Solid-Phase Combinatorial Synthesis and Biological Evaluation of Destruxin E Analogues

The solid‐phase combinatorial synthesis of cyclodepsipeptide destruxin E has been demonstrated. The combinatorial synthesis of cyclization precursors 8 was achieved by using a split and pool method on SynPhase Lanterns. The products were successfully macrolactonized in parallel in the solution phase by using 2‐methyl‐6‐nitrobenzoic anhydride and 4‐(dimethylamino)pyridine N‐oxide to afford macrolactones 9, and the subsequent formation of an epoxide in the side chain gave 18 member destruxin E analogues 6. Biological evaluation of analogues 6 indicated that the N‐MeAla residue was crucial to the induction of morphological changes in osteoclast‐like multinuclear cells (OCLs). Based on structure–activity relationships, azido‐containing analogues 15 were then designed for use as a molecular probe.
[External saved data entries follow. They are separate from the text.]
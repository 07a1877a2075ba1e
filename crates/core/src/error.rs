#[derive(Debug, thiserror::Error)]
pub enum MeldError {
    #[error("invalid input: {0}")]
    InvalidInput(String),
}

pub type MeldResult<T> = std::result::Result<T, MeldError>;
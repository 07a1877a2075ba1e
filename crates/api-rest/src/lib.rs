//! # API REST
//!
//! REST API implementation of the MELD CDS Hooks service.
//!
//! Handles:
//! - HTTP endpoints with axum (discovery, the MELD hook, health)
//! - OpenAPI/Swagger documentation
//! - REST-specific concerns (JSON serialisation, CORS)
//!
//! Uses `api-shared` for the CDS Hooks wire types, `fhir` to read the patient's data and
//! `meld-core` for the calculation itself.

#![warn(rust_2018_idioms)]

use axum::{
    extract::State,
    http::StatusCode,
    response::Json,
    routing::{get, post},
    Router,
};
use chrono::NaiveDate;
use tower_http::cors::CorsLayer;
use utoipa::OpenApi;
use utoipa_swagger_ui::SwaggerUi;

use api_shared::{
    Card, CardSource, CardsRes, DiscoveryRes, FhirAuthorization, HealthRes, HealthService,
    HookContext, HookRequest, Indicator, ServiceDescriptor,
};
use fhir::FhirClient;
use meld_core::constants::{OPTN_CALCULATOR_URL, SERVICE_ID};
use meld_core::MeldService;

/// Summary shown on every MELD card.
const CARD_SUMMARY: &str = "MELD Score";

/// Application state shared across REST API handlers
///
/// Holds the MELD service, the HTTP client every hook call reads FHIR through, and the clock
/// used to date each calculation. The clock is a plain function pointer so tests can pin
/// "today".
#[derive(Clone)]
pub struct AppState {
    meld: MeldService,
    http: reqwest::Client,
    today: fn() -> NaiveDate,
}

impl AppState {
    /// State using the server's local calendar date.
    pub fn new(meld: MeldService, http: reqwest::Client) -> Self {
        Self::with_clock(meld, http, local_today)
    }

    pub fn with_clock(
        meld: MeldService,
        http: reqwest::Client,
        today: fn() -> NaiveDate,
    ) -> Self {
        Self { meld, http, today }
    }
}

fn local_today() -> NaiveDate {
    chrono::Local::now().date_naive()
}

#[derive(OpenApi)]
#[openapi(
    paths(health, discovery, meld_score_optn),
    components(schemas(
        HealthRes,
        DiscoveryRes,
        ServiceDescriptor,
        HookRequest,
        HookContext,
        FhirAuthorization,
        CardsRes,
        Card,
        CardSource,
        Indicator,
    ))
)]
pub struct ApiDoc;

/// Build the application router.
///
/// CORS is fully permissive: CDS clients call from arbitrary EHR origins.
pub fn router(state: AppState) -> Router {
    Router::new()
        .route("/health", get(health))
        .route("/cds-services", get(discovery))
        .route(&format!("/cds-services/{SERVICE_ID}"), post(meld_score_optn))
        .merge(SwaggerUi::new("/swagger-ui").url("/api-docs/openapi.json", ApiDoc::openapi()))
        .layer(CorsLayer::permissive())
        .with_state(state)
}

/// The discovery entry for the MELD service.
pub fn meld_service_descriptor() -> ServiceDescriptor {
    ServiceDescriptor {
        hook: "patient-view".into(),
        title: "MELD Score (OPTN)".into(),
        description: format!(
            "The Model for End-Stage Liver Disease (MELD) is a calculated formula used to assign \
             priority to most liver transplant candidates age 12 and older based upon their \
             medical urgency. Read more at {OPTN_CALCULATOR_URL}"
        ),
        id: SERVICE_ID.into(),
    }
}

#[utoipa::path(
    get,
    path = "/health",
    responses(
        (status = 200, description = "Health check response", body = HealthRes)
    )
)]
/// Health check endpoint for the REST API
///
/// # Returns
/// * `Json<HealthRes>` - Health status response containing service status
#[axum::debug_handler]
async fn health(State(_state): State<AppState>) -> Json<HealthRes> {
    Json(HealthService::check_health())
}

#[utoipa::path(
    get,
    path = "/cds-services",
    responses(
        (status = 200, description = "CDS Hooks discovery document", body = DiscoveryRes)
    )
)]
/// CDS Hooks discovery endpoint
///
/// Advertises the single MELD service and the hook that triggers it.
#[axum::debug_handler]
async fn discovery() -> Json<DiscoveryRes> {
    Json(DiscoveryRes {
        services: vec![meld_service_descriptor()],
    })
}

#[utoipa::path(
    post,
    path = "/cds-services/meld-score-optn",
    request_body = HookRequest,
    responses(
        (status = 200, description = "MELD card, or no cards when the request lacks a FHIR server or patient", body = CardsRes),
        (status = 400, description = "fhirServer is not a usable http(s) URL")
    )
)]
/// MELD score hook
///
/// Reads the patient's latest MELD labs and demographics from the CDS client's FHIR server,
/// scores them with and without dialysis, and returns one informational card whose markdown
/// detail shows the scores (or why they could not be calculated) and every input used.
///
/// Requests without `fhirServer` or `context.patientId` get an empty card list.
///
/// # Returns
/// * `Ok(Json<CardsRes>)` - Zero or one card
/// * `Err((StatusCode, &str))` - Bad request if the FHIR server URL is unusable
#[axum::debug_handler]
async fn meld_score_optn(
    State(state): State<AppState>,
    Json(req): Json<HookRequest>,
) -> Result<Json<CardsRes>, (StatusCode, &'static str)> {
    let (Some(fhir_server), Some(patient_id)) = (req.fhir_server(), req.patient_id()) else {
        tracing::warn!(
            hook_instance = %req.hook_instance,
            "FHIR server and patient ID are required"
        );
        return Ok(Json(CardsRes::empty()));
    };

    let client = FhirClient::with_http(
        state.http.clone(),
        fhir_server,
        req.bearer_token().map(str::to_owned),
    )
    .map_err(|e| {
        tracing::warn!(hook_instance = %req.hook_instance, error = %e, "unusable FHIR server");
        (StatusCode::BAD_REQUEST, "Invalid fhirServer")
    })?;

    let inputs = client.fetch_meld_inputs(patient_id).await;
    let report = state.meld.report(&inputs, (state.today)());

    tracing::info!(
        hook_instance = %req.hook_instance,
        scored = report.assessment.is_scored(),
        "MELD card rendered"
    );

    Ok(Json(CardsRes {
        cards: vec![Card::info(
            CARD_SUMMARY,
            report.detail,
            CardSource {
                label: "OPTN".into(),
                url: Some(OPTN_CALCULATOR_URL.into()),
            },
        )],
    }))
}
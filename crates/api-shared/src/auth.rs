use serde::{Deserialize, Serialize};
use utoipa::ToSchema;

/// OAuth 2.0 access details the CDS client grants for reading its FHIR server.
#[derive(Clone, Debug, PartialEq, Eq, Serialize, Deserialize, ToSchema)]
pub struct FhirAuthorization {
    pub access_token: String,
    pub token_type: String,
    pub expires_in: u64,
    pub scope: String,
    pub subject: String,
}

impl FhirAuthorization {
    /// The access token, if it is a non-empty bearer token.
    ///
    /// `token_type` is compared case-insensitively; CDS clients send both `Bearer` and `bearer`.
    pub fn bearer_token(&self) -> Option<&str> {
        let token = self.access_token.trim();
        if self.token_type.eq_ignore_ascii_case("bearer") && !token.is_empty() {
            Some(token)
        } else {
            None
        }
    }
}
//! # MELD Core
//!
//! Core business logic for the MELD CDS Hooks service.
//!
//! This crate contains the pure clinical logic:
//! - Validation of the MELD inputs against the OPTN plausibility ranges
//! - The MELD/PELD-band score calculation with its floors, clamps and dialysis override
//! - Assessment of fetched FHIR inputs and rendering of the advisory card detail
//!
//! **No API concerns**: HTTP serving, CORS and the CDS Hooks envelope belong in `api-rest` and
//! `api-shared`; FHIR transport belongs in `fhir`. Nothing here reads the clock: callers pass
//! "today" explicitly.

pub mod assessment;
pub mod config;
pub mod constants;
pub mod error;
pub mod markdown;
pub mod score;
pub mod validation;

use std::sync::Arc;

use chrono::NaiveDate;
use fhir::MeldInputs;

pub use assessment::{assess, MeldAssessment};
pub use config::{CoreConfig, MissingLabPolicy};
pub use error::{MeldError, MeldResult};
pub use score::{calculate_score, MeldScore, ScoreResult};
pub use validation::{
    validate, validate_all, ClinicalParameters, RawParameters, Sex, ValidationError,
};

/// A rendered assessment, ready to be placed on a card.
#[derive(Clone, Debug, PartialEq, Eq)]
pub struct MeldReport {
    pub assessment: MeldAssessment,
    /// Markdown detail for the card.
    pub detail: String,
}

/// MELD operations bound to a startup configuration - no API concerns.
#[derive(Clone, Debug)]
pub struct MeldService {
    cfg: Arc<CoreConfig>,
}

impl MeldService {
    /// Creates a new `MeldService` using the supplied configuration.
    pub fn new(cfg: Arc<CoreConfig>) -> Self {
        Self { cfg }
    }

    /// Assesses fetched inputs as of `today` and renders the card detail.
    pub fn report(&self, inputs: &MeldInputs, today: NaiveDate) -> MeldReport {
        let assessment = assess(inputs, self.cfg.missing_lab_policy(), today);
        let detail = markdown::card_detail(&assessment, inputs);
        MeldReport { assessment, detail }
    }
}
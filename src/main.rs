use std::sync::Arc;

use tracing_subscriber::{layer::SubscriberExt, util::SubscriberInitExt};

use api_rest::AppState;
use meld_core::config::{fhir_timeout_from_env_value, missing_lab_policy_from_env_value};
use meld_core::constants::DEFAULT_REST_ADDR;
use meld_core::{CoreConfig, MeldService};

/// Main entry point for the MELD CDS Hooks service
///
/// Serves the CDS Hooks discovery endpoint and the MELD hook over REST, with Swagger UI at
/// `/swagger-ui`.
///
/// # Environment Variables
/// - `MELD_REST_ADDR`: REST server address (default: "0.0.0.0:3000")
/// - `MELD_FHIR_TIMEOUT_SECS`: per-request timeout for FHIR reads (default: 10)
/// - `MELD_MISSING_LAB_POLICY`: `block` or `zero-fill` (default: `block`)
/// - `RUST_LOG`: extra tracing directives
///
/// # Returns
/// * `Ok(())` - If the server starts and runs successfully
/// * `Err(anyhow::Error)` - If configuration is invalid, or server startup or runtime fails
#[tokio::main]
async fn main() -> anyhow::Result<()> {
    dotenvy::dotenv().ok();

    tracing_subscriber::registry()
        .with(
            tracing_subscriber::EnvFilter::from_default_env()
                .add_directive("meld_run=info".parse()?)
                .add_directive("meld_core=info".parse()?)
                .add_directive("api_rest=info".parse()?)
                .add_directive("fhir=info".parse()?),
        )
        .with(tracing_subscriber::fmt::layer())
        .init();

    let rest_addr = std::env::var("MELD_REST_ADDR").unwrap_or_else(|_| DEFAULT_REST_ADDR.into());
    let fhir_timeout = fhir_timeout_from_env_value(std::env::var("MELD_FHIR_TIMEOUT_SECS").ok())?;
    let missing_lab_policy =
        missing_lab_policy_from_env_value(std::env::var("MELD_MISSING_LAB_POLICY").ok())?;

    let cfg = Arc::new(CoreConfig::new(fhir_timeout, missing_lab_policy)?);

    tracing::info!("++ Starting MELD CDS Hooks REST on {}", rest_addr);
    tracing::info!(
        fhir_timeout_secs = fhir_timeout.as_secs(),
        %missing_lab_policy,
        "configuration resolved"
    );

    let http = fhir::http_client(cfg.fhir_timeout())?;
    let app = api_rest::router(AppState::new(MeldService::new(cfg), http));

    let listener = tokio::net::TcpListener::bind(&rest_addr).await?;
    axum::serve(listener, app).await?;

    Ok(())
}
The synthesis and biological evaluation of analogues 15 revealed that 15 b, in which the Ile residue was replaced with a Lys(N3) residue, induced morphological changes in OCLs at a sufficient concentration, and modification around the Ile residue would be tolerated for attachment of a chemical tag toward the target identification of destruxin E (1). Forced to change: The 18 member analogues of destruxin E (see scheme) were successfully synthesized. Biological evaluation of these analogues indicated that the N‐MeAla residue was crucial for inducing morphological changes in osteoclast‐like multinuclear cells (OCLs). Molecular probes were then prepared by replacing the Ile residue with a Lys(N3) residue for target identification in OCLs.